The personal journey to the development of reflective is a process for learning that must be valued as a practitioner (Lindon, 2010). This personal journey for reflective practice provides educators with ideas, insight, and valuable information that guide the journey itself.
According to Lindon’s Reflective Practice (2010) purposeful learning can appear from an active method of critical analysis of personal experiences in order to examine the past experiences.
This procedure requires dedication of time and thoughtful inquiry by the practitioner to establish a curiosity regarding the aspects of practice. As an Early Childhood Educator I believe that I reflect critically upon my practices and learning with children by the questioning my current behaviour and practice with my co-workers (Lindon, 2010). I consistently on a day-to-day basis reflect my practice in dialogue with fellow practitioners to account my experiences and question the behaviour of my professional practice.
For instance, a few weeks ago a child registered into my program that is diagnosed autistic. This is the first time where I am actually interacting and participating in conversation with an autistic child. My previous knowledge through the few years of research in college has given me a fundamental perspective on how I should behave around this child, however daily I question if the actions I choose in my daily professional practice are appropriate or not (Lindon, 2010). Currently, on a day-to-day basis I communicate with my co-workers in narrative accounts and question my choices when working with specific children in my program. I reflect critically on the strategies that I chose to implement and the learning I am able to provide to that children when they are under my care. This reflective practice has brought me to the point that I have contacted my area manager of my difficulty in running a three person program of 26 kindergarten children where I have two children showing difficult behavior, also taking me away from the ratio when one-on-one is needed with specific children. Through the process of my critical reflection and communicating with several other practitioners in the field I have come to the conclusion that this program requires a qualified staff to work children with special needs since I am under-trained for that purpose (Lindon, 2010). My training does not qualify me to work with children with special needs and the focus of my research unfortunately is not based on strategies working children with special needs (Lindon, 2010).

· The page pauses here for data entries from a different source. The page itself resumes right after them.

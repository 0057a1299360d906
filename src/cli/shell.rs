use std::{
    borrow::Cow,
    fmt,
    io::{self, BufRead},
};

use dialoguer::{theme::ColorfulTheme, Confirm};
use rustyline::{
    completion::{Completer, Pair},
    error::ReadlineError,
    highlight::Highlighter,
    hint::Hinter,
    history::DefaultHistory,
    validate::{ValidationContext, ValidationResult, Validator},
    Cmd, Context as ReadlineContext, Editor, Helper, KeyEvent,
};
use shell_words::split;
use thiserror::Error;
use tracing::warn;

use crate::{
    config::{Config, ConfigManager},
    core::session::Session,
    errors::{DashboardError, Result as DashboardResult},
};

use super::{
    commands::{self, Confirmer, LoopControl},
    output::Output,
};

/// Set to run commands from stdin without prompts or confirmations.
pub const SCRIPT_MODE_ENV: &str = "SEMESTER_DASHBOARD_CLI_SCRIPT";

#[derive(Debug, Error)]
pub enum CliError {
    #[error(transparent)]
    Dashboard(#[from] DashboardError),
    #[error("Input error: {0}")]
    Readline(#[from] ReadlineError),
    #[error("I/O error: {0}")]
    Io(#[from] io::Error),
}

#[derive(Debug, Clone, Copy, PartialEq, Eq)]
enum CliMode {
    Interactive,
    Script,
}

struct DialoguerConfirmer {
    theme: ColorfulTheme,
}

impl Confirmer for DialoguerConfirmer {
    fn confirm(&mut self, prompt: &str) -> DashboardResult<bool> {
        Confirm::with_theme(&self.theme)
            .with_prompt(prompt)
            .default(false)
            .interact()
            .map_err(|err| DashboardError::Validation(format!("confirmation failed: {err}")))
    }
}

/// Scripts have no one to ask.
struct AssumeYes;

impl Confirmer for AssumeYes {
    fn confirm(&mut self, _prompt: &str) -> DashboardResult<bool> {
        Ok(true)
    }
}

struct ShellContext {
    session: Session,
    output: Output,
    confirmer: Box<dyn Confirmer>,
}

impl ShellContext {
    fn prompt(&self) -> String {
        match self.session.selected_semester() {
            Some(semester) => format!("dashboard[{}]> ", semester.name),
            None => "dashboard> ".to_string(),
        }
    }

    fn handle_line(&mut self, line: &str) -> LoopControl {
        let tokens = match parse_command_line(line) {
            Ok(tokens) => tokens,
            Err(err) => {
                self.output.warning(err);
                return LoopControl::Continue;
            }
        };
        let Some((command, rest)) = tokens.split_first() else {
            return LoopControl::Continue;
        };
        let command = command.to_lowercase();
        let args: Vec<&str> = rest.iter().map(String::as_str).collect();

        match commands::dispatch(
            &mut self.session,
            &self.output,
            self.confirmer.as_mut(),
            &command,
            &args,
        ) {
            Ok(control) => control,
            Err(err) => {
                self.output.error(format!("{} ({})", err, err.kind()));
                LoopControl::Continue
            }
        }
    }
}

pub fn run_cli() -> Result<(), CliError> {
    let mode = if std::env::var_os(SCRIPT_MODE_ENV).is_some() {
        CliMode::Script
    } else {
        CliMode::Interactive
    };

    let config = load_config();
    let output = Output::new(config.theme);
    let mut session = Session::from_config(&config)?;
    if let Err(err) = session.load() {
        output.warning(format!(
            "Could not load semesters from {}: {err}",
            config.api_base_url
        ));
    }

    let confirmer: Box<dyn Confirmer> = match mode {
        CliMode::Interactive => Box::new(DialoguerConfirmer {
            theme: ColorfulTheme::default(),
        }),
        CliMode::Script => Box::new(AssumeYes),
    };
    let mut context = ShellContext {
        session,
        output,
        confirmer,
    };

    match mode {
        CliMode::Interactive => run_interactive(&mut context),
        CliMode::Script => run_script(&mut context),
    }
}

fn load_config() -> Config {
    let mut config = match ConfigManager::new().and_then(|manager| manager.load()) {
        Ok(config) => config,
        Err(err) => {
            warn!(error = %err, "falling back to default configuration");
            Config::default()
        }
    };
    config.apply_env_overrides();
    config
}

fn run_interactive(context: &mut ShellContext) -> Result<(), CliError> {
    let mut editor = Editor::<CommandHelper, DefaultHistory>::new()?;
    editor.set_helper(Some(CommandHelper::new(commands::command_names())));
    editor.bind_sequence(KeyEvent::from('?'), Cmd::Complete);

    loop {
        let prompt = context.prompt();
        match editor.readline(&prompt) {
            Ok(line) => {
                let trimmed = line.trim();
                if trimmed.is_empty() {
                    continue;
                }
                editor.add_history_entry(trimmed).ok();
                if context.handle_line(trimmed) == LoopControl::Exit {
                    break;
                }
            }
            Err(ReadlineError::Interrupted) | Err(ReadlineError::Eof) => {
                context.output.info("Exiting shell.");
                break;
            }
            Err(err) => return Err(err.into()),
        }
    }

    Ok(())
}

fn run_script(context: &mut ShellContext) -> Result<(), CliError> {
    let stdin = io::stdin();
    for line in stdin.lock().lines() {
        let line = line?;
        if line.trim().is_empty() || line.trim_start().starts_with('#') {
            continue;
        }
        if context.handle_line(&line) == LoopControl::Exit {
            break;
        }
    }
    Ok(())
}

struct CommandHelper {
    commands: Vec<String>,
}

impl CommandHelper {
    fn new(names: Vec<&'static str>) -> Self {
        let mut commands: Vec<String> = names
            .into_iter()
            .map(|name| name.to_ascii_lowercase())
            .collect();
        commands.sort();
        commands.dedup();
        Self { commands }
    }
}

impl Helper for CommandHelper {}

impl Completer for CommandHelper {
    type Candidate = Pair;

    fn complete(
        &self,
        line: &str,
        pos: usize,
        _ctx: &ReadlineContext<'_>,
    ) -> rustyline::Result<(usize, Vec<Pair>)> {
        let prefix = &line[..pos];
        let trimmed = prefix.trim_start();
        if trimmed.contains(char::is_whitespace) {
            return Ok((pos, Vec::new()));
        }

        let start = prefix.len() - trimmed.len();
        let needle = trimmed.to_ascii_lowercase();
        let candidates = self
            .commands
            .iter()
            .filter(|name| name.starts_with(&needle))
            .map(|name| Pair {
                display: name.clone(),
                replacement: name.clone(),
            })
            .collect();
        Ok((start, candidates))
    }
}

impl Hinter for CommandHelper {
    type Hint = String;
}

impl Highlighter for CommandHelper {
    fn highlight<'l>(&self, line: &'l str, _pos: usize) -> Cow<'l, str> {
        Cow::Borrowed(line)
    }
}

impl Validator for CommandHelper {
    fn validate(&self, _ctx: &mut ValidationContext) -> rustyline::Result<ValidationResult> {
        Ok(ValidationResult::Valid(None))
    }
}

pub(crate) fn parse_command_line(input: &str) -> Result<Vec<String>, ParseError> {
    split(input).map_err(|err| ParseError {
        message: err.to_string(),
    })
}

#[derive(Debug)]
pub(crate) struct ParseError {
    message: String,
}

impl fmt::Display for ParseError {
    fn fmt(&self, f: &mut fmt::Formatter<'_>) -> fmt::Result {
        write!(f, "{}", self.message)
    }
}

During my reflective practice I have observed that the children show difficulty working with me because I do not understand the children. If I were able to understand the children better, then the children may be able to form a trusting relationship with me. Also, through this process I have taken steps in understanding and making sense of the behavior of other people. Through reviewing many research studies I have constructed a routine for children which is similar to the one being used during the day at school time.
As a reflective practitioner I know understand the concepts of observation are more critical and in depth, what I observed is what people do and say, but there is also an aspect of hidden observations which outline what they are thinking, feeling, their motives, attitude, cultural meaning of gestures, and body language (Lindon, 2010).
Through this scenario I have completed the cycle of learning through reflection in this specific scenario where:
1. Concrete experience was initial experience of working with a child with special needs
2. Reflective observation was when I reviewed and thought about the experiences
3. Abstract conceptualization was where I drew the conclusion that I need to get help and this difficulty is due to my lack of knowledge in working with children with special needs
4. Active experimentation where I am currently trying out new things each day such as routine cards as visual aid to guiding the child in daily activities (Lindon, 2010).
This cycle of learning through reflective practice allows me as a practitioner to competently make connections of the concepts and is a worthwhile practice for me to overcome the difficulties that arise when I am at work (Lindon, 2010). The next step for me in this scenario would be to communicate with my staff in getting feedback regarding the strategies that are being implemented and to review the experiences once again to revisit the conclusions and interpretations of the newer experiences (Lindon, 2010). Overall, my scenario was a process for active learning where I engaged in thinking about what I know and how I can extend my own understanding through reflective practice (Lindon, 2010).
According to Lindon’s Reflective practice my procedure for reflective practice and learning about young children was through inductive reasoning where a work experience and new informational knowledge supported me to reach my concluding ideas and principles.